→ **ACTIVITY**
Throughout the listing below, copy each line containing "pairs".

________________

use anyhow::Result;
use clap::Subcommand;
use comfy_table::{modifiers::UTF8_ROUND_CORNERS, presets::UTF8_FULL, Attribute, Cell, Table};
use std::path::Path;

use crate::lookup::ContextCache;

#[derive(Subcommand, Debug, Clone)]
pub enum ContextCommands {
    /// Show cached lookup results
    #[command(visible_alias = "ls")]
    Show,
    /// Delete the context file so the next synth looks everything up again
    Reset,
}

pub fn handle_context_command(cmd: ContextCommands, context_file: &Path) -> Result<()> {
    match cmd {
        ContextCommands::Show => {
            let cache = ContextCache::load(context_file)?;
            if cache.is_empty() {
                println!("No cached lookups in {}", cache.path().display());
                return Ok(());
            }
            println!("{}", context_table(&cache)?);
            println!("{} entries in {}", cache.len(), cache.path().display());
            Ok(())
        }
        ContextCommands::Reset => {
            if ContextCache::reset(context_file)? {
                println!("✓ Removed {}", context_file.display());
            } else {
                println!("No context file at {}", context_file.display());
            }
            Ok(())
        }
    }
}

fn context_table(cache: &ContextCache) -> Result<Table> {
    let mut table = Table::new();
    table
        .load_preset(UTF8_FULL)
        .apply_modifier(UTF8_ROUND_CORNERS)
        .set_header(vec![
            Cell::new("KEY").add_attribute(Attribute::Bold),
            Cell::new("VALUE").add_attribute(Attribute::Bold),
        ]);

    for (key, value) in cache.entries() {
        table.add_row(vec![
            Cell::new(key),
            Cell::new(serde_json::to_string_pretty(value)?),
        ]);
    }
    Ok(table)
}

________________

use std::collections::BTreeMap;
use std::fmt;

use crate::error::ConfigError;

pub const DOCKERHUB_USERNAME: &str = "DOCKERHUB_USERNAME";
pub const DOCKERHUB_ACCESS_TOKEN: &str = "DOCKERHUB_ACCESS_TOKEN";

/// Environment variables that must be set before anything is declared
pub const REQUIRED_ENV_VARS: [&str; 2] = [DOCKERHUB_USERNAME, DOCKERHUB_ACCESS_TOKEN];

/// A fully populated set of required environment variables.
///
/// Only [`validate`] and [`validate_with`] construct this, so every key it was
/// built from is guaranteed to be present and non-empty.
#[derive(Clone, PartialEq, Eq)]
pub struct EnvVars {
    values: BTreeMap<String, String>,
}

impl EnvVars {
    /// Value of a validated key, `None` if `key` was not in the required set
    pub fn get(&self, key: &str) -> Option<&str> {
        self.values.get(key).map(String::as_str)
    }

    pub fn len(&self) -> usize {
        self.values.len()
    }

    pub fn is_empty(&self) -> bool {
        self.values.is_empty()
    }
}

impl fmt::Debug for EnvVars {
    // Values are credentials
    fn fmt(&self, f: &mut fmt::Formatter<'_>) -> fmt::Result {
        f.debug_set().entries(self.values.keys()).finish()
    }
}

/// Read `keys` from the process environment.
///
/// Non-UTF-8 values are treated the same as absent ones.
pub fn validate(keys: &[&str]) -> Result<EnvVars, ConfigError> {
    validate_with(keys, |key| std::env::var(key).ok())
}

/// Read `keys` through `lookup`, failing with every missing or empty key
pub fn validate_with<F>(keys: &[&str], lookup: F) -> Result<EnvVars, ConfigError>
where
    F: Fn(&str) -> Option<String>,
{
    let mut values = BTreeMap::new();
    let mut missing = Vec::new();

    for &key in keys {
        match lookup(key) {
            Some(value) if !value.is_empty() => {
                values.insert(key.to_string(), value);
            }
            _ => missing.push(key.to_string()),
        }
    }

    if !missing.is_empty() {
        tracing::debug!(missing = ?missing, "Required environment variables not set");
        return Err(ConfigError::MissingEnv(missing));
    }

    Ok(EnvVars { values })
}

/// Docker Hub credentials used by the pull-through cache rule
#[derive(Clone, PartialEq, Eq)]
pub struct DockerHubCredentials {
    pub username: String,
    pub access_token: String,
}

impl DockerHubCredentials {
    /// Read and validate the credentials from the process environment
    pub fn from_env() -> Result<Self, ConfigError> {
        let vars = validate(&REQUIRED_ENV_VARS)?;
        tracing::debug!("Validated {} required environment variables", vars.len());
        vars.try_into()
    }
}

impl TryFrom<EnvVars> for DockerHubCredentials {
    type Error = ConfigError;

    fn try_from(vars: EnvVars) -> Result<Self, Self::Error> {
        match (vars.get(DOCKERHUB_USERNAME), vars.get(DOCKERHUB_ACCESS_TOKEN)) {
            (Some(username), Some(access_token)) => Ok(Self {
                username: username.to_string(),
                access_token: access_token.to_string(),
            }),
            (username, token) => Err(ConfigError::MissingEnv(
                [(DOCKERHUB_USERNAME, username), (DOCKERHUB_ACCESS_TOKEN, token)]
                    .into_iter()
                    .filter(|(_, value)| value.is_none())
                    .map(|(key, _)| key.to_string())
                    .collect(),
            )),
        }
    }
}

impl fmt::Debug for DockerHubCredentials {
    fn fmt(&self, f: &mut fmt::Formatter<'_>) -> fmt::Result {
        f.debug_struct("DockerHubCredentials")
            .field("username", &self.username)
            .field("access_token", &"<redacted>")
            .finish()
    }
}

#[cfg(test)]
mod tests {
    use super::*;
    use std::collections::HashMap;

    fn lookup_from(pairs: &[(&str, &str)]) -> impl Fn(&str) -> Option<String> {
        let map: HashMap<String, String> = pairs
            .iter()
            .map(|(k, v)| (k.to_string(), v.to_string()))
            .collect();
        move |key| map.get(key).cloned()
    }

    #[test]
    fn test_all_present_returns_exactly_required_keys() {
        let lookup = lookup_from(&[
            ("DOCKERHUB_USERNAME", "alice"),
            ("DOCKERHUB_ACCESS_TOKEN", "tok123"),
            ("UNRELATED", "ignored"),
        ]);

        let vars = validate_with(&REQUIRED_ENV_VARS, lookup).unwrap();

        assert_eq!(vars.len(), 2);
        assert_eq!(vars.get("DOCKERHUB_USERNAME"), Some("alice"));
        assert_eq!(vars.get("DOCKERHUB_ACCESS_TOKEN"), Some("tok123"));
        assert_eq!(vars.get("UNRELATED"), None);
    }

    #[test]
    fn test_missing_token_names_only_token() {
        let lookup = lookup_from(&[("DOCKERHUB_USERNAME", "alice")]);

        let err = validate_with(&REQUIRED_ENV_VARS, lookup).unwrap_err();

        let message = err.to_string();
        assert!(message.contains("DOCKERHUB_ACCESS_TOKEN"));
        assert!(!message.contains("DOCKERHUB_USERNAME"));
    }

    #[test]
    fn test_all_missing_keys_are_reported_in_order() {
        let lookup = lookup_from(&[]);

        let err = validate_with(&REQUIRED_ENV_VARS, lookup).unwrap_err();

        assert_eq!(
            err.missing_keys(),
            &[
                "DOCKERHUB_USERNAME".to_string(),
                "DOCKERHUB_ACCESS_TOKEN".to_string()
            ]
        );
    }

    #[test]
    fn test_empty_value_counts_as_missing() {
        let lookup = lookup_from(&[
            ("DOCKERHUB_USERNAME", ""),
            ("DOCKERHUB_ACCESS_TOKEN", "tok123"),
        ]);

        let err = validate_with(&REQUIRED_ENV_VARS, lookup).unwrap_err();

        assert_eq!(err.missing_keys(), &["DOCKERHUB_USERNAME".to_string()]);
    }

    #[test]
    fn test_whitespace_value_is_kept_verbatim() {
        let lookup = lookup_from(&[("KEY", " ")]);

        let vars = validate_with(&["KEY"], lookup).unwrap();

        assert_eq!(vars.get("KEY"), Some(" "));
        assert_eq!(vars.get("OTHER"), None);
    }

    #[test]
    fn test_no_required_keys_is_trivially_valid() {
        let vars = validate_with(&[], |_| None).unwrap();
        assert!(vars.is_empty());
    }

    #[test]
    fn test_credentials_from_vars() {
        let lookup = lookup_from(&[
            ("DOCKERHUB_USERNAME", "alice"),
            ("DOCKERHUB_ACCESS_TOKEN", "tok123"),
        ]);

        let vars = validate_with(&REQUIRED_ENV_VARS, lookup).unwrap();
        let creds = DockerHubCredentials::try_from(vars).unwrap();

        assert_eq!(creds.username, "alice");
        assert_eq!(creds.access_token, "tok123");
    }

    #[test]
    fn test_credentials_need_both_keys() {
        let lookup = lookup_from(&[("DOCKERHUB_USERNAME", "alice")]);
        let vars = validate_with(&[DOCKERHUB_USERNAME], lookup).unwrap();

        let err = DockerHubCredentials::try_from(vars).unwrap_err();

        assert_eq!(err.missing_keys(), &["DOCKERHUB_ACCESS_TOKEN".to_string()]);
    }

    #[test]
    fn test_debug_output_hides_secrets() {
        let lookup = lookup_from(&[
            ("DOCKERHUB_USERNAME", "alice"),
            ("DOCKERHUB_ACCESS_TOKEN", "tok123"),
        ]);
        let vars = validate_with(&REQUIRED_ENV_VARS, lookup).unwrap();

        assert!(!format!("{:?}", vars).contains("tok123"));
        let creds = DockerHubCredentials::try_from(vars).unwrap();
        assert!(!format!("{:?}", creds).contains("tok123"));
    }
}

________________

→ **SOLUTION FOR THIS EXERCISE**
    fn lookup_from(pairs: &[(&str, &str)]) -> impl Fn(&str) -> Option<String> {
        let map: HashMap<String, String> = pairs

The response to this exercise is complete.